La politización de actores criminales

La politización de actores criminales

En el marco del reciente proceso electoral, la violencia e injerencia política del crimen organizado ocupó un lugar preponderante. Antes de la elección de este año, según recupera Noria Research en su proyecto “Elecciones y Violencia en México”, entre 2006 y 2019, según la Asociación Nacional de Alcaldes (ANAC), ya se habían registrado 158 asesinatos de presidentes municipales. La misma fuente estima que desde 2002, fueron alrededor de 264 los políticos locales que fueron asesinados. Una explicación simple y generalizada es la de atribuir esas muertes a la delincuencia organizada, como si el campo político y el de la criminalidad fueran siempre independientes el uno del otro. Sin embargo, existe una intersección entre lo político y lo criminal, donde es posible la operación de actores criminales haciendo política y de políticos vinculados a redes delincuenciales.

Los Estados pueden ser capturados por estructuras criminales que no operan precisamente como actor ajeno o invasivo. Hay pues Estados criminales. Esto no significa claro que todos los actores políticos de un Estado capturado sean criminales, pero sí que hay espacios de intersección entre campos no independientes. Así, la violencia electoral es síntoma de un complejo entramado de intereses, actores y relaciones que no existen sólo en las campañas y jornadas de votación, sino que subsisten en las profundidades de la política real. La violencia no sólo está en el centro de la acción criminal sino en el ejercicio de la política.

 Seguir pensando a lo criminal y a lo político por separado es no sólo un error metodológico sino un encubrimiento de la realidad cotidiana, sobre todo en la escala local. Cuando un grupo criminal, por ejemplo, secuestra o asesina a operadores políticos de un partido político, puede que no necesariamente esté afectando el curso “normal” de una elección; puede, al contrario, verificar la normalidad criminal de la política local. Y esa perspectiva parece estar muy alejada a la mirada de las autoridades electorales que siguen produciendo protocolos de protección inútiles o de analistas que siguen separando dos esferas que siempre han estado conectadas.  

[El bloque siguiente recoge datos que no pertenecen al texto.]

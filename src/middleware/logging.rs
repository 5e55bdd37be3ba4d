use actix_web::{
    dev::{forward_ready, Service, ServiceRequest, ServiceResponse, Transform},
    Error,
};
use futures_util::future::LocalBoxFuture;
use std::{
    future::{ready, Ready},
    time::Instant,
};
use tracing::{debug, error, info};

/// Structured access logging. Health probes are logged at debug level so
/// uptime monitors do not drown out real traffic.
pub struct AccessLog;

impl<S, B> Transform<S, ServiceRequest> for AccessLog
where
    S: Service<ServiceRequest, Response = ServiceResponse<B>, Error = Error>,
    S::Future: 'static,
    B: 'static,
{
    type Response = ServiceResponse<B>;
    type Error = Error;
    type InitError = ();
    type Transform = AccessLogMiddleware<S>;
    type Future = Ready<Result<Self::Transform, Self::InitError>>;

    fn new_transform(&self, service: S) -> Self::Future {
        ready(Ok(AccessLogMiddleware { service }))
    }
}

pub struct AccessLogMiddleware<S> {
    service: S,
}

fn is_probe(path: &str) -> bool {
    path == "/health" || path == "/metrics"
}

impl<S, B> Service<ServiceRequest> for AccessLogMiddleware<S>
where
    S: Service<ServiceRequest, Response = ServiceResponse<B>, Error = Error>,
    S::Future: 'static,
    B: 'static,
{
    type Response = ServiceResponse<B>;
    type Error = Error;
    type Future = LocalBoxFuture<'static, Result<Self::Response, Self::Error>>;

    forward_ready!(service);

    fn call(&self, req: ServiceRequest) -> Self::Future {
        let start_time = Instant::now();
        let method = req.method().to_string();
        let path = req.uri().path().to_string();
        let remote_addr = req
            .connection_info()
            .realip_remote_addr()
            .unwrap_or("unknown")
            .to_string();

        let fut = self.service.call(req);

        Box::pin(async move {
            let result = fut.await;
            let duration_ms = start_time.elapsed().as_millis();

            match &result {
                Ok(response) => {
                    let status = response.status().as_u16();
                    if is_probe(&path) {
                        debug!(
                            method = %method,
                            path = %path,
                            status = %status,
                            duration_ms = %duration_ms,
                            "Request completed"
                        );
                    } else {
                        info!(
                            method = %method,
                            path = %path,
                            remote_addr = %remote_addr,
                            status = %status,
                            duration_ms = %duration_ms,
                            "Request completed"
                        );
                    }
                }
                Err(err) => {
                    error!(
                        method = %method,
                        path = %path,
                        remote_addr = %remote_addr,
                        duration_ms = %duration_ms,
                        error = %err,
                        "Request failed"
                    );
                }
            }

            result
        })
    }
}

Paradójicamente, ofrecer seguridad y combate al crimen, es una bandera de campaña de políticos que han reconocido a los grupos criminales como sus interlocutores. Un caso paradigmático en América Latina es el de El Salvador. En el país centroamericano, el régimen autoritario de los hermanos Bukele Ortez mantiene una negociación con las pandillas para mantener en mínimos históricos la violencia homicida. La estrategia no es novedosa de los jóvenes dictadores salvadoreños, pues la negociación entre gobierno y pandillas se perfeccionó en gobiernos pasados. También ya hay evidencia histórica sobre los terribles costos de las treguas rotas. Las pandillas actúan políticamente, se sientan en la misma mesa de negociación que los políticos. En ese diálogo está de por medio el capital político y económico, no la ideología. Los nuevos negociadores salvadoreños, por ejemplo, se presentan con la clásica etiqueta de “ni de derecha ni de izquierda”. Los negocios y el poder subsisten sobre los proyectos ideológicos.       

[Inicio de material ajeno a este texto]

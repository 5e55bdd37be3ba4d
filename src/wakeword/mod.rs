//! # Wake Word Pipeline
//!
//! Always-on detection over the client's idle audio stream. Base64 PCM
//! chunks (24kHz, 16-bit mono) arrive on the channel, get resampled to the
//! 16kHz rate the detection models consume, and are scored frame by frame.
//! A score above the detection threshold emits a detection event that the
//! session layer turns into a voice session start.
//!
//! The pipeline is deliberately lossy: both buffers are hard-capped and the
//! inbound chunk queue drops on overflow. Stale audio is worthless for wake
//! word detection, so memory stays bounded no matter how fast a client
//! streams.

pub mod buffer;
pub mod detector;
pub mod model;

pub use detector::{WakeWordDetector, WakeWordOutput};
//! Process-wide dialogue signals.

use game_state::Signal;

/// Signals published by the dialogue engine.
///
/// Shared as `Rc<DialogueEvents>` between the engine and any number of
/// listeners (input gating, UI focus, gameplay triggers).
#[derive(Debug, Default)]
pub struct DialogueEvents {
    opened: Signal<()>,
    closed: Signal<()>,
    narrative: Signal<String>,
}

impl DialogueEvents {
    pub fn new() -> Self {
        Self::default()
    }

    /// Published when a session opens, before the first line is shown.
    pub fn opened(&self) -> &Signal<()> {
        &self.opened
    }

    /// Published when a session reaches the end of its story path.
    pub fn closed(&self) -> &Signal<()> {
        &self.closed
    }

    /// Named signals raised by the script through the event hook.
    pub fn narrative(&self) -> &Signal<String> {
        &self.narrative
    }
}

Hay académicos que sí enfatizan en la estrecha relación entre política, violencia y seguridad; un ejemplo claro es el libro colectivo editado por Fernando Carrión, La política en la violencia y lo político de la seguridad (FLACSO Ecuador, 2017). Ahí es posible verificar que la violencia está en el centro de la producción de la sociedad y del poder. El crimen es pues siempre de naturaleza política, como ya advertía Charles Reason en un clásico artículo de 1974: “Politicizing of Crime, The Criminal and The Criminologist” (Journal of Criminal Law and Criminology). El derecho como instrumento político y el orden público como mantenimiento de las condiciones de poder y explotación en una sociedad, no son sólo asuntos técnicos, como lo asumen las miradas pretendidamente asépticas.      

Que las redes político-criminales no tengan una ideología explícita, no las despoja de su naturaleza política. Un concepto que trata de abarcar la naturaleza violenta de actores políticos y criminales sin aparente ideología es el de “insurgencia criminal”. Al ver a las milicias privadas como “actores no estatales”, se les llama “insurgencia no política”, pero si se reconoce la convergencia estatal-criminal, no es posible hablar de actores violentos no estatales o apolíticos.

El Estado no es una institución autónoma neutral, es un equilibrio inestable de fuerzas políticas en disputa por la hegemonía y el control de territorios y poblaciones. Los grupos político-criminales son, en varias secciones del territorio nacional, fuerzas preponderantes. El poder político no se limita a los gobiernos (poder ejecutivo) sino a las relaciones que posibilitan los procesos de acumulación, despojo y control. Politizar el análisis de la criminalidad y la violencia quizá sea útil para indagar alternativas.